On paper, TOML is Tongan. Financially, Canada controls its assets. In management, it’s Canadians and Australians.
Additionally, DeepGreen plans to go public at least partially through a US-based company. Part of TOML’s financial or economic control will be with shareholders of a US company on the New York stock exchange. The US, however, has not signed on to the UN convention that guides the ISA. The US, then, is not bound by ISA regulations, the only authority governing mining on the high seas.
When Kara’s Civil Society Forum of Tonga and others wrote to the ISA, they argued Canada should sponsor TOML, considering a fair amount of control was within Canadian borders. In response, the ISA wrote that the Tongan government “has no objection” to the management changes, so no change was needed. (The Tongan government retains the right to cancel sponsorship of TOML.)
“What I think is pretty clear is that ‘effective control’ means economic, not regulatory, control,”says Duncan Currie, a lawyer who advises conservation groups on ocean law. “So wherever it is, it's not in Tonga.”
Economic development from selling EVs
Tonga stands to earn royalties from seabed mining activities. According to the latest information, Tonga will receive $1.25 for every ton of nodules. That may be 0.16% of the value of the activities it sponsors, according to scenarios presented to the ISA by a group from MIT. Royalties paid to the ISA and then distributed to countries may be around $100,000.
“I’m still trying to figure out their angle. Personally, I think DeepGreen is using Pacific Islanders to hype their image. I’m still thinking that we were never really the target. The shareholders have always been their target,” Kara says.
Kara doubts the minerals at the bottom of the ocean are needed for drivers to stop burning fossil fuels. In a letter to a Tongan newspaper, Kara wrote:
Deep-sea mining is a relic, left over from the extractive economic approaches of the ’60s and ’70s. It has no place in this modern age of a sustainable blue economy.

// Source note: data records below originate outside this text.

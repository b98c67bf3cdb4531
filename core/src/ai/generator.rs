// artisan_core/src/ai/generator.rs

use crate::ai::client::{CompletionClient, CompletionError, DisabledCompletionClient};
use crate::ai::parser::{
  content_fallback, parse_content_suggestion, parse_story, parse_translation, story_fallback,
  translation_fallback,
};
use crate::ai::prompts::{content_generation_prompt, story_prompt, translation_prompt, PromptIntent};
use crate::ai::types::{ContentRequest, ContentSuggestion, StoryRequest, TranslationRequest, TranslationResult};
use rand_core::{OsRng, RngCore};
use std::sync::Arc;
use std::time::Duration;
use tracing::{debug, instrument, warn};

#[derive(Debug, Clone)]
pub struct GeneratorSettings {
  /// Upper bound for a single completion attempt.
  pub timeout: Duration,
  /// Extra attempts after the first one, for retryable failures only.
  pub max_retries: u32,
  pub retry_base_delay: Duration,
}

impl Default for GeneratorSettings {
  fn default() -> Self {
    Self {
      timeout: Duration::from_secs(30),
      max_retries: 0,
      retry_base_delay: Duration::from_millis(250),
    }
  }
}

/// Runs the prompt -> completion -> parse cycle for each intent.
///
/// None of the public operations fail. Any completion or parse failure is
/// logged at `warn` and replaced by the intent's deterministic fallback, so
/// callers always receive a usable value.
#[derive(Clone)]
pub struct ContentGenerator {
  client: Arc<dyn CompletionClient>,
  settings: GeneratorSettings,
}

impl std::fmt::Debug for ContentGenerator {
  fn fmt(&self, f: &mut std::fmt::Formatter<'_>) -> std::fmt::Result {
    f.debug_struct("ContentGenerator")
      .field("settings", &self.settings)
      .finish_non_exhaustive()
  }
}

impl ContentGenerator {
  pub fn new(client: Arc<dyn CompletionClient>, settings: GeneratorSettings) -> Self {
    Self { client, settings }
  }

  /// A generator that always answers with fallbacks.
  pub fn disabled() -> Self {
    Self::new(Arc::new(DisabledCompletionClient), GeneratorSettings::default())
  }

  pub fn settings(&self) -> &GeneratorSettings {
    &self.settings
  }

  #[instrument(name = "ContentGenerator::generate_product_content", skip_all, fields(category = %request.category))]
  pub async fn generate_product_content(&self, request: &ContentRequest) -> ContentSuggestion {
    let prompt = content_generation_prompt(request);
    let raw = match self.complete(PromptIntent::ContentGeneration, &prompt).await {
      Ok(raw) => raw,
      Err(e) => {
        warn!(reason = "ai_failure", error = %e, "Content generation failed; using fallback.");
        return content_fallback(request);
      }
    };

    match parse_content_suggestion(&raw) {
      Ok(suggestion) => suggestion,
      Err(e) => {
        warn!(reason = e.kind(), error = %e, "Content suggestion rejected; using fallback.");
        content_fallback(request)
      }
    }
  }

  #[instrument(name = "ContentGenerator::generate_story", skip_all, fields(category = %request.category))]
  pub async fn generate_story(&self, request: &StoryRequest) -> String {
    let prompt = story_prompt(request);
    match self.complete(PromptIntent::StoryGeneration, &prompt).await {
      Ok(raw) => parse_story(&raw).unwrap_or_else(|| {
        warn!(reason = "unparsable", "Story completion was blank; using fallback.");
        story_fallback(&request.category)
      }),
      Err(e) => {
        warn!(reason = "ai_failure", error = %e, "Story generation failed; using fallback.");
        story_fallback(&request.category)
      }
    }
  }

  #[instrument(name = "ContentGenerator::translate", skip_all, fields(target_language = %request.target_language, content_type = %request.content_type))]
  pub async fn translate(&self, request: &TranslationRequest) -> TranslationResult {
    let prompt = translation_prompt(request);
    match self.complete(PromptIntent::Translation, &prompt).await {
      Ok(raw) => parse_translation(&raw, &request.target_language).unwrap_or_else(|| {
        warn!(reason = "unparsable", "Translation completion was blank; returning source text.");
        translation_fallback(request)
      }),
      Err(e) => {
        warn!(reason = "ai_failure", error = %e, "Translation failed; returning source text.");
        translation_fallback(request)
      }
    }
  }

  async fn complete(&self, intent: PromptIntent, prompt: &str) -> Result<String, CompletionError> {
    let mut attempt: u32 = 0;
    loop {
      let result = match tokio::time::timeout(self.settings.timeout, self.client.complete(prompt)).await {
        Ok(inner) => inner,
        Err(_) => Err(CompletionError::Timeout(self.settings.timeout)),
      };

      match result {
        Ok(text) => {
          debug!(intent = intent.as_str(), attempt, "Completion succeeded.");
          return Ok(text);
        }
        Err(e) if e.is_retryable() && attempt < self.settings.max_retries => {
          attempt += 1;
          let delay = self.backoff(attempt);
          debug!(intent = intent.as_str(), attempt, ?delay, error = %e, "Retrying completion.");
          tokio::time::sleep(delay).await;
        }
        Err(e) => return Err(e),
      }
    }
  }

  fn backoff(&self, attempt: u32) -> Duration {
    let base = self.settings.retry_base_delay;
    let exp = base.saturating_mul(1u32 << attempt.saturating_sub(1).min(16));
    let jitter_cap = base.as_millis().max(1) as u64;
    exp + Duration::from_millis(OsRng.next_u64() % jitter_cap)
  }
}
// artisan_core/src/catalog/reference.rs

//! Static reference data: product categories and supported languages.

use serde::Serialize;

#[derive(Debug, Clone, Copy, PartialEq, Eq, Serialize)]
pub struct Category {
  pub id: &'static str,
  pub name: &'static str,
  pub icon: &'static str,
}

#[derive(Debug, Clone, Copy, PartialEq, Eq, Serialize)]
pub struct Language {
  pub code: &'static str,
  pub name: &'static str,
  pub native: &'static str,
}

pub const CATEGORIES: &[Category] = &[
  Category { id: "pottery", name: "Pottery & Ceramics", icon: "🏺" },
  Category { id: "textiles", name: "Textiles & Fabrics", icon: "🧵" },
  Category { id: "jewelry", name: "Jewelry & Accessories", icon: "💍" },
  Category { id: "woodwork", name: "Woodwork & Furniture", icon: "🪵" },
  Category { id: "metalwork", name: "Metalwork & Sculptures", icon: "⚒️" },
  Category { id: "paintings", name: "Paintings & Art", icon: "🎨" },
  Category { id: "leather", name: "Leather Crafts", icon: "👜" },
  Category { id: "stone", name: "Stone & Marble Work", icon: "🪨" },
];

pub const LANGUAGES: &[Language] = &[
  Language { code: "en", name: "English", native: "English" },
  Language { code: "hi", name: "Hindi", native: "हिन्दी" },
  Language { code: "ta", name: "Tamil", native: "தமிழ்" },
  Language { code: "te", name: "Telugu", native: "తెలుగు" },
  Language { code: "kn", name: "Kannada", native: "ಕನ್ನಡ" },
  Language { code: "ml", name: "Malayalam", native: "മലയാളം" },
  Language { code: "bn", name: "Bengali", native: "বাংলা" },
  Language { code: "gu", name: "Gujarati", native: "ગુજરાતી" },
  Language { code: "mr", name: "Marathi", native: "मराठी" },
];

pub fn is_known_category(id: &str) -> bool {
  CATEGORIES.iter().any(|c| c.id == id)
}

/// Human-readable language name; unknown codes come back unchanged.
pub fn language_name(code: &str) -> &str {
  LANGUAGES
    .iter()
    .find(|l| l.code == code)
    .map(|l| l.name)
    .unwrap_or(code)
}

As Pacific Islanders already know – and science is just starting to learn – the deep ocean is connected to shallower waters and the coral reefs and lagoons. What happens in the deep doesn't stay in the deep.
The ISA and DeepGreen did not respond to questions before publication.
Thank you! As someone who has been campaigning against the issue of deep sea mining for over a decade and more broadly the greenwashing of extractivism for over two decades it is heartening to see such brilliant journalism that centres the most important voices. Our partners in the Pacific need intelligent reporting like this. On behalf of the Deep Sea Mining Campaign we will make sure this is disseminated far and wide.
Nat Lowrey
Nat's right. But what I want to add is that in terms of the specific concerns expressed in the article, I would think that a security deposit would be a good start. It would be useful to know why and how the PNG ended up such a large debt following the Nautilus collapse (the debt was news to me). Alternatively, I wonder whether any insurance company would insure TOML against failure. Has this been done elsewhere? As for the Tongan fishermen, the concern would presumably be with the outfall (rather than the collector), which is supposed to occur below the level at which it can affect the upper few hundred metres. However, large "cold-core" eddies can draw water from similar depths. That would be my concern. It may be that Deep Green has already taken them into account in their planning, but I have not found specific mention of it.